**Records provided:**
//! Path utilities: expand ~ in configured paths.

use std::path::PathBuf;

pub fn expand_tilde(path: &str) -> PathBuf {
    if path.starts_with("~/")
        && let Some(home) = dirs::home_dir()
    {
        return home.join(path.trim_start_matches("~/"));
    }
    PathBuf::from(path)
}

**Exercise aim:**
All of the entries above must be quoted exactly.

**Solution for this problem:**
//! Path utilities: expand ~ in configured paths.

use std::path::PathBuf;

pub fn expand_tilde(path: &str) -> PathBuf {
    if path.starts_with("~/")
        && let Some(home) = dirs::home_dir()
    {
        return home.join(path.trim_start_matches("~/"));
    }
    PathBuf::from(path)
}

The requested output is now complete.